I applied for a patent on the Tower Garden on August 11, 2004.  I also applied for the trademark “Tower Garden” at the same time.  I was successful in selling the Tower Garden to the local market, mostly in Greenville, Spartanburg and Anderson, SC

By urbanagnews

October 30, 2019

By Morris Bryan, Inventor of the Tower Garden

In 1974, I graduated from The Georgia Institute of Technology like the majority of the men in my family – my grandfather, father, two uncles, and three brothers – with a diploma I thought would change my life, but it wasn’t until that summer when I visited my mother in Athens, GA that I would stumble upon the beginnings of my true passion. 

The very first Tower Garden in 1974

As we reminisced and she congratulated me on my hard-earned degree, I looked through her window into the backyard and saw flowers and vegetables growing out of concrete blocks and pipes and stacked terra cotta pots. Even though I had spent the past four years studying engineering, the landscape appeared entirely alien and almost mystical. My mother credited the growing systems behind her flourishing garden to her friend named Michael Dillon of Flowers, Inc.

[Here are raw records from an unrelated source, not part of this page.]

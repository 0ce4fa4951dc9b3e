//! Legacy element migration.
//!
//! # Responsibility
//! - Convert flat styled-segment elements into the document tree format.
//! - Leave current-format elements untouched.
//!
//! # Invariants
//! - Migration is idempotent: current data maps to a value-equal result.
//! - After `migrate_resume_data`, `needs_migration` is false.
//! - Empty segments never become text nodes.

use crate::model::document::{
    Attrs, JsonContent, Mark, MARK_BOLD, MARK_CODE, MARK_ITALIC, MARK_TEXT_STYLE, MARK_UNDERLINE,
};
use crate::model::resume::{
    ContentElement, LegacyModuleContentElement, LegacySegmentStyle, LegacyTextSegment,
    ModuleContentElement, ResumeData,
};
use log::debug;
use serde_json::Value;

/// Returns whether any element of the résumé still uses the legacy format.
pub fn needs_migration(data: &ResumeData) -> bool {
    data.elements().any(ContentElement::is_legacy)
}

/// Converts one element into the current format.
///
/// Current-format elements are returned as-is.
pub fn migrate_element(element: ContentElement) -> ModuleContentElement {
    match element {
        ContentElement::Current(element) => element,
        ContentElement::Legacy(legacy) => migrate_legacy(legacy),
    }
}

/// Migrates every element of every row of every module.
pub fn migrate_resume_data(data: ResumeData) -> ResumeData {
    let mut migrated_count = 0_usize;
    let modules = data
        .modules
        .into_iter()
        .map(|mut module| {
            module.rows = module
                .rows
                .into_iter()
                .map(|mut row| {
                    row.elements = row
                        .elements
                        .into_iter()
                        .map(|element| {
                            if element.is_legacy() {
                                migrated_count += 1;
                            }
                            ContentElement::Current(migrate_element(element))
                        })
                        .collect();
                    row
                })
                .collect();
            module
        })
        .collect();

    if migrated_count > 0 {
        debug!("event=resume_migrate module=migrate status=ok migrated_elements={migrated_count}");
    }

    ResumeData { modules, ..data }
}

fn migrate_legacy(legacy: LegacyModuleContentElement) -> ModuleContentElement {
    let mut content = segments_to_document(&legacy.segments);

    if let Some(align) = legacy.align {
        if let Some(first_block) = content.content.as_mut().and_then(|blocks| blocks.first_mut()) {
            first_block.set_attr("textAlign", Value::String(align.as_str().to_string()));
        }
    }

    ModuleContentElement {
        id: legacy.id,
        content,
        column_index: legacy.column_index,
    }
}

fn segments_to_document(segments: &[LegacyTextSegment]) -> JsonContent {
    let text_nodes = segments
        .iter()
        .filter(|segment| !segment.text.is_empty())
        .map(|segment| JsonContent::text_node(segment.text.clone(), style_to_marks(&segment.style)))
        .collect();

    JsonContent::doc(vec![JsonContent::paragraph(text_nodes)])
}

fn style_to_marks(style: &LegacySegmentStyle) -> Vec<Mark> {
    let mut marks = Vec::new();
    for (enabled, kind) in [
        (style.bold, MARK_BOLD),
        (style.italic, MARK_ITALIC),
        (style.underline, MARK_UNDERLINE),
        (style.code, MARK_CODE),
    ] {
        if enabled {
            marks.push(Mark::simple(kind));
        }
    }

    let mut attrs = Attrs::new();
    if let Some(color) = style.color.as_deref().filter(|value| !value.is_empty()) {
        attrs.insert("color".to_string(), Value::String(color.to_string()));
    }
    if let Some(family) = style.font_family.as_deref().filter(|value| !value.is_empty()) {
        attrs.insert("fontFamily".to_string(), Value::String(family.to_string()));
    }
    if let Some(size) = style.font_size.filter(|size| *size != 0.0 && !size.is_nan()) {
        attrs.insert("fontSize".to_string(), Value::String(format!("{size}pt")));
    }
    if !attrs.is_empty() {
        marks.push(Mark::with_attrs(MARK_TEXT_STYLE, attrs));
    }

    marks
}

#[cfg(test)]
mod tests {
    use super::style_to_marks;
    use crate::model::resume::LegacySegmentStyle;
    use serde_json::json;

    #[test]
    fn font_size_renders_in_points() {
        let style = LegacySegmentStyle {
            font_size: Some(10.5),
            ..LegacySegmentStyle::default()
        };
        let marks = serde_json::to_value(style_to_marks(&style)).unwrap();
        assert_eq!(
            marks,
            json!([{"type": "textStyle", "attrs": {"fontSize": "10.5pt"}}])
        );
    }

    #[test]
    fn whole_point_sizes_have_no_fraction() {
        let style = LegacySegmentStyle {
            font_size: Some(12.0),
            ..LegacySegmentStyle::default()
        };
        let marks = serde_json::to_value(style_to_marks(&style)).unwrap();
        assert_eq!(marks[0]["attrs"]["fontSize"], "12pt");
    }

    #[test]
    fn falsy_style_values_produce_no_marks() {
        let style = LegacySegmentStyle {
            font_size: Some(0.0),
            color: Some(String::new()),
            ..LegacySegmentStyle::default()
        };
        assert!(style_to_marks(&style).is_empty());
    }
}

Not long after, I met Michael at his nursery and our friendship sparked instantly. In addition to his innovative mind, I admired his foresight and the convictions that fueled his “towers.” Long before climate change and sustainability became a major global concern, Michael believed that the world was running out of usable land for crops and that future human survival depended on growing food differently or as he saw it, vertically. Together we made hydroponic towers from pots, concrete, used tires, garbage bins, and anything we found that we could stack and plant. 

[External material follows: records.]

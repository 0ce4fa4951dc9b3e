//! Core domain logic for the résumé editor.
//! This crate is the single source of truth for document invariants.

pub mod config;
pub mod db;
pub mod logging;
pub mod migrate;
pub mod model;
pub mod service;
pub mod storage;
pub mod template;

pub use config::{IdStrategy, ReadPolicy, StoreConfig, TemplateConfig};
pub use logging::{default_log_level, init_logging, logging_status};
pub use migrate::{migrate_element, migrate_resume_data, needs_migration};
pub use model::document::{JsonContent, Mark};
pub use model::resume::{
    ContentElement, InfoItem, InfoSection, LegacyModuleContentElement, Module,
    ModuleContentElement, ResumeData, ResumeId, Row, StoredResume,
};
pub use model::validation::{validate_resume_data, ValidationReport};
pub use service::resume_service::{save_failure_message, ResumeService};
pub use storage::{
    KeyValueStore, MemoryStore, ResumeStore, SqliteKeyValueStore, StorageError,
    StorageErrorCode, StorageResult,
};
pub use template::{DirTemplateSource, ExportFileImporter, StaticTemplateSource, TemplateLoader};

/// Minimal health-check API for early integration.
pub fn ping() -> &'static str {
    "pong"
}

/// Returns the core crate version.
pub fn core_version() -> &'static str {
    env!("CARGO_PKG_VERSION")
}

It’s important to note that while Michael introduced me to the concept of hydroponic growing, the practice itself was not new. However, what made Michael’s approach unique was the way he utilized existing structures as vessels and modified contemporary fertilizers by crushing them into extremely fine particles and put them into solution. He documented his nuanced approach to hydroponics within “The Dollars and Sense of Tower Gardening,” a text that became my lifeline to a new way of thinking about gardening. Michael passed away in 1987 but I would continue to carry the impact of our intellectual companionship and his vision for the rest of my life.

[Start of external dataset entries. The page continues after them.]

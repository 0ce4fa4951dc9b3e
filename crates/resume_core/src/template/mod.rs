//! Best-effort template loading.
//!
//! # Responsibility
//! - Fetch a named template and import it into `ResumeData`.
//!
//! # Invariants
//! - Loading never returns an error: fetch failures, non-success statuses and
//!   import failures all yield `None`, and callers pick their own default.

mod importer;
mod source;

pub use importer::{decode_export, ExportFileImporter, ImportError, ResumeImporter};
pub use source::{
    DirTemplateSource, StaticTemplateSource, TemplateFetchError, TemplateResponse,
    TemplateSource, STATUS_BAD_REQUEST, STATUS_NOT_FOUND, STATUS_OK,
};

use crate::config::TemplateConfig;
use crate::model::resume::ResumeData;
use log::{info, warn};

pub struct TemplateLoader<S: TemplateSource, I: ResumeImporter = ExportFileImporter> {
    source: S,
    importer: I,
    config: TemplateConfig,
}

impl<S: TemplateSource> TemplateLoader<S> {
    pub fn new(source: S) -> Self {
        Self {
            source,
            importer: ExportFileImporter,
            config: TemplateConfig::default(),
        }
    }
}

impl<S: TemplateSource, I: ResumeImporter> TemplateLoader<S, I> {
    pub fn with_importer<I2: ResumeImporter>(self, importer: I2) -> TemplateLoader<S, I2> {
        TemplateLoader {
            source: self.source,
            importer,
            config: self.config,
        }
    }

    pub fn with_config(mut self, config: TemplateConfig) -> Self {
        self.config = config;
        self
    }

    pub fn config(&self) -> &TemplateConfig {
        &self.config
    }

    /// Loads the template configured as default (`/template.json`).
    pub fn load_default_template(&self) -> Option<ResumeData> {
        self.load_template_from(&self.config.default_path)
    }

    /// Loads the filled-in example template (`/example.json`).
    pub fn load_example_template(&self) -> Option<ResumeData> {
        self.load_template_from(&self.config.example_path)
    }

    pub fn load_template_from(&self, path: &str) -> Option<ResumeData> {
        let response = match self.source.fetch(path) {
            Ok(response) => response,
            Err(err) => {
                warn!("event=template_load module=template status=error stage=fetch path={path} error={err}");
                return None;
            }
        };
        if !response.is_success() {
            warn!(
                "event=template_load module=template status=error stage=fetch path={path} http_status={}",
                response.status
            );
            return None;
        }

        match self.importer.import(&response.body) {
            Ok(data) => {
                info!("event=template_load module=template status=ok path={path}");
                Some(data)
            }
            Err(err) => {
                warn!("event=template_load module=template status=error stage=import path={path} error={err}");
                None
            }
        }
    }
}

Although by that time tinkering with towers began to take on a smaller role in my life as I devoted myself to the family business of textiles, I never stopped growing and so too did the hydroponic industry. Companies like American Hydroponics, General hydroponics, and others evolved and released new and exciting growing systems and nutrient solutions that were ready-made for the consumer. The network of hydroponic engineers expanded internationally with the Dutch and Israeli markets leading the way. Hydroponic nutrient quality improved dramatically, and indoor gardening became popular thanks to the equally overwhelming rise in marijuana use.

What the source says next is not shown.